= Prompt =
With the first line below as the start and the line containing "plugin is the requester" as the end, copy every line between them exactly, ends included.

= Supplied information =

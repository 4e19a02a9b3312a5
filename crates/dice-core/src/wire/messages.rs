//! Plugin protocol messages.
//!
//! JSON payloads inside the frames of [`super::frame`]. Field names are part
//! of the wire contract and stable across releases; new fields must be
//! additive and optional.
//!
//! The engine is the requester on the control channel (`Properties`,
//! `Handle`, `Shutdown`). During a `Handle` call the plugin is the requester
//! on the two sub-channels advertised in the request: the Adapter channel
//! for cosmos access and the Propagate channel to ask for child propagation.

use serde::{Deserialize, Serialize};
use serde::de::DeserializeOwned;

use crate::error::{Error, Result};
use crate::event::EventKind;
use crate::model::{Fingerprint, Host, Id, Label, Scan, Source};

/// Fixed protocol version exchanged in the handshake.
pub const PROTOCOL_VERSION: u32 = 1;

/// Environment variable naming the engine's listening socket.
pub const SOCKET_ENV: &str = "DICE_PLUGIN_SOCKET";

/// Environment variable carrying the magic cookie.
pub const COOKIE_ENV: &str = "DICE_MAGIC_COOKIE";

/// The cookie value a well-behaved plugin echoes back.
pub const COOKIE_VALUE: &str = "d1ce-module";

/// First frame a plugin sends after connecting.
#[derive(Debug, Clone, PartialEq, Eq, Serialize, Deserialize)]
pub struct Handshake {
    pub magic_cookie: String,
    pub protocol_version: u32,
}

/// Engine's reply completing the handshake.
#[derive(Debug, Clone, PartialEq, Eq, Serialize, Deserialize)]
pub struct HandshakeAck {
    pub protocol_version: u32,
}

/// The event as a module sees it.
#[derive(Debug, Clone, PartialEq, Eq, Serialize, Deserialize)]
pub struct WireEvent {
    pub id: Id,
    pub kind: EventKind,
}

/// Engine → plugin, control channel.
#[derive(Debug, Clone, PartialEq, Serialize, Deserialize)]
#[serde(tag = "type", rename_all = "snake_case")]
pub enum ControlRequest {
    /// Ask the module for its property map.
    Properties,
    /// Handle one event. The two broker ids name the sub-channels the
    /// engine is accepting for the duration of this call.
    Handle {
        adapter_broker_id: u32,
        propagate_broker_id: u32,
        event: WireEvent,
        #[serde(default, skip_serializing_if = "Option::is_none")]
        args: Option<String>,
    },
    /// Ask the module process to exit.
    Shutdown,
}

/// Plugin → engine, control channel.
#[derive(Debug, Clone, PartialEq, Serialize, Deserialize)]
#[serde(tag = "type", rename_all = "snake_case")]
pub enum ControlResponse {
    Properties { fields: serde_json::Value },
    Handled,
    Error { message: String },
}

/// Plugin → engine, adapter sub-channel.
#[derive(Debug, Clone, PartialEq, Serialize, Deserialize)]
#[serde(tag = "type", rename_all = "snake_case")]
pub enum AdapterRequest {
    GetHost { id: Id },
    GetSource { id: Id },
    GetScan { id: Id },
    AddHosts { hosts: Vec<Host> },
    AddFingerprints { fingerprints: Vec<Fingerprint> },
    AddLabels { labels: Vec<Label> },
    AddScans { scans: Vec<Scan> },
    AddSources { sources: Vec<Source> },
    Query { query: String },
}

/// Engine → plugin, adapter sub-channel.
#[derive(Debug, Clone, PartialEq, Serialize, Deserialize)]
#[serde(tag = "type", rename_all = "snake_case")]
pub enum AdapterResponse {
    Host { host: Host },
    Source { source: Source },
    Scan { scan: Scan },
    /// Ids assigned by an `Add*` request, in input order.
    Ids { ids: Vec<Id> },
    Hosts { hosts: Vec<Host> },
    Error { message: String },
}

/// Plugin → engine, propagate sub-channel.
#[derive(Debug, Clone, Copy, PartialEq, Eq, Serialize, Deserialize)]
#[serde(tag = "type", rename_all = "snake_case")]
pub enum PropagateRequest {
    Trigger,
}

/// Engine → plugin, propagate sub-channel.
#[derive(Debug, Clone, PartialEq, Serialize, Deserialize)]
#[serde(tag = "type", rename_all = "snake_case")]
pub enum PropagateResponse {
    Ack,
    Error { message: String },
}

/// Serializes a message for framing.
pub fn encode<T: Serialize>(message: &T) -> Result<Vec<u8>> {
    serde_json::to_vec(message).map_err(|e| Error::Protocol(format!("encode failed: {e}")))
}

/// Deserializes a framed payload.
pub fn decode<T: DeserializeOwned>(payload: &[u8]) -> Result<T> {
    serde_json::from_slice(payload).map_err(|e| Error::Protocol(format!("decode failed: {e}")))
}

= Exercise output =
repository 4e19a02a9b3312a5
filename crates/dice-core/src/wire/messages.rs
//! Plugin protocol messages.
//!
//! JSON payloads inside the frames of [`super::frame`]. Field names are part
//! of the wire contract and stable across releases; new fields must be
//! additive and optional.
//!
//! The engine is the requester on the control channel (`Properties`,
//! `Handle`, `Shutdown`). During a `Handle` call the plugin is the requester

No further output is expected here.